Exercise description —
The data must be returned exactly. No line may be left out.

----- Data to use

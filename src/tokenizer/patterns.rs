//! Flat token patterns, one per table entry of the tokenizer.
//!
//! Each pattern only recognizes a prefix of its input; the tokenizer uses the
//! length of the match to build the token.

use nom::branch::alt;
use nom::bytes::complete::{is_not, tag};
use nom::character::complete::{anychar, char, one_of, satisfy};
use nom::combinator::{not, peek, recognize};
use nom::multi::{many0, many1};
use nom::sequence::{pair, preceded, terminated};
use nom::Parser;

use crate::result::ParseResult;

use super::dollar_scriptlet;

pub fn is_identifier_start(c: char) -> bool {
    c.is_ascii_alphabetic() || c == '_'
}

pub fn is_identifier_continue(c: char) -> bool {
    c.is_ascii_alphanumeric() || c == '_'
}

/// Literal text. Stops before `$` followed by `{` or an identifier start, and
/// before `<%`. `\$` keeps the dollar inside the text.
pub fn text(input: &str) -> ParseResult<&str, &str> {
    recognize(many1(alt((
        is_not("$<\\"),
        recognize(pair(char('\\'), char('$'))),
        recognize(char('\\')),
        recognize(pair(
            char('$'),
            not(satisfy(|c| c == '{' || is_identifier_start(c))),
        )),
        recognize(pair(char('<'), not(char('%')))),
    ))))
    .parse(input)
}

pub fn identifier(input: &str) -> ParseResult<&str, &str> {
    recognize(pair(
        satisfy(is_identifier_start),
        many0(satisfy(is_identifier_continue)),
    ))
    .parse(input)
}

/// The `$` of a dollar reference; only matches when a name follows.
pub fn dollar_reference_dollar(input: &str) -> ParseResult<&str, &str> {
    terminated(tag("$"), peek(satisfy(is_identifier_start))).parse(input)
}

/// `name(.name)*`
pub fn dollar_reference_body(input: &str) -> ParseResult<&str, &str> {
    recognize(pair(identifier, many0(preceded(char('.'), identifier)))).parse(input)
}

pub fn block_scriptlet_open(input: &str) -> ParseResult<&str, &str> {
    terminated(tag("<%"), not(one_of("=@"))).parse(input)
}

pub fn expression_scriptlet_open(input: &str) -> ParseResult<&str, &str> {
    tag("<%=").parse(input)
}

pub fn import_block_open(input: &str) -> ParseResult<&str, &str> {
    tag("<%@").parse(input)
}

pub fn dollar_scriptlet_open(input: &str) -> ParseResult<&str, &str> {
    tag("${").parse(input)
}

/// Everything up to the first unescaped `%>`, or to the end of input.
/// Shared by scriptlets and import blocks.
pub fn scriptlet_body(input: &str) -> ParseResult<&str, &str> {
    recognize(many1(alt((
        is_not("%\\"),
        recognize(pair(char('\\'), anychar)),
        recognize(char('\\')),
        recognize(pair(char('%'), not(char('>')))),
    ))))
    .parse(input)
}

pub fn scriptlet_close(input: &str) -> ParseResult<&str, &str> {
    tag("%>").parse(input)
}

/// Body of a `${ ... }`, which may be empty. Never fails.
pub fn dollar_scriptlet_body(input: &str) -> ParseResult<&str, &str> {
    let len = dollar_scriptlet::scan(input);
    Ok((&input[len..], &input[..len]))
}

pub fn dollar_scriptlet_close(input: &str) -> ParseResult<&str, &str> {
    tag("}").parse(input)
}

----------

Answer area —
filename src/tokenizer/patterns.rs
//! Flat token patterns, one per table entry of the tokenizer.
//!
//! Each pattern only recognizes a prefix of its input; the tokenizer uses the
//! length of the match to build the token.

use nom::branch::alt;
use nom::bytes::complete::{is_not, tag};
use nom::character::complete::{anychar, char, one_of, satisfy};
use nom::combinator::{not, peek, recognize};
use nom::multi::{many0, many1};
use nom::sequence::{pair, preceded, terminated};
use nom::Parser;

use crate::result::ParseResult;

use super::dollar_scriptlet;

pub fn is_identifier_start(c: char) -> bool {
    c.is_ascii_alphabetic() || c == '_'
}

pub fn is_identifier_continue(c: char) -> bool {
    c.is_ascii_alphanumeric() || c == '_'
}

/// Literal text. Stops before `$` followed by `{` or an identifier start, and
/// before `<%`. `\$` keeps the dollar inside the text.
pub fn text(input: &str) -> ParseResult<&str, &str> {
    recognize(many1(alt((
        is_not("$<\\"),
        recognize(pair(char('\\'), char('$'))),
        recognize(char('\\')),
        recognize(pair(
            char('$'),
            not(satisfy(|c| c == '{' || is_identifier_start(c))),
        )),
        recognize(pair(char('<'), not(char('%')))),
    ))))
    .parse(input)
}

pub fn identifier(input: &str) -> ParseResult<&str, &str> {
    recognize(pair(
        satisfy(is_identifier_start),
        many0(satisfy(is_identifier_continue)),
    ))
    .parse(input)
}

/// The `$` of a dollar reference; only matches when a name follows.
pub fn dollar_reference_dollar(input: &str) -> ParseResult<&str, &str> {
    terminated(tag("$"), peek(satisfy(is_identifier_start))).parse(input)
}

/// `name(.name)*`
pub fn dollar_reference_body(input: &str) -> ParseResult<&str, &str> {
    recognize(pair(identifier, many0(preceded(char('.'), identifier)))).parse(input)
}

pub fn block_scriptlet_open(input: &str) -> ParseResult<&str, &str> {
    terminated(tag("<%"), not(one_of("=@"))).parse(input)
}

pub fn expression_scriptlet_open(input: &str) -> ParseResult<&str, &str> {
    tag("<%=").parse(input)
}

pub fn import_block_open(input: &str) -> ParseResult<&str, &str> {
    tag("<%@").parse(input)
}

pub fn dollar_scriptlet_open(input: &str) -> ParseResult<&str, &str> {
    tag("${").parse(input)
}

/// Everything up to the first unescaped `%>`, or to the end of input.
/// Shared by scriptlets and import blocks.
pub fn scriptlet_body(input: &str) -> ParseResult<&str, &str> {
    recognize(many1(alt((
        is_not("%\\"),
        recognize(pair(char('\\'), anychar)),
        recognize(char('\\')),
        recognize(pair(char('%'), not(char('>')))),
    ))))
    .parse(input)
}

pub fn scriptlet_close(input: &str) -> ParseResult<&str, &str> {
    tag("%>").parse(input)
}

/// Body of a `${ ... }`, which may be empty. Never fails.
pub fn dollar_scriptlet_body(input: &str) -> ParseResult<&str, &str> {
    let len = dollar_scriptlet::scan(input);
    Ok((&input[len..], &input[..len]))
}

pub fn dollar_scriptlet_close(input: &str) -> ParseResult<&str, &str> {
    tag("}").parse(input)
}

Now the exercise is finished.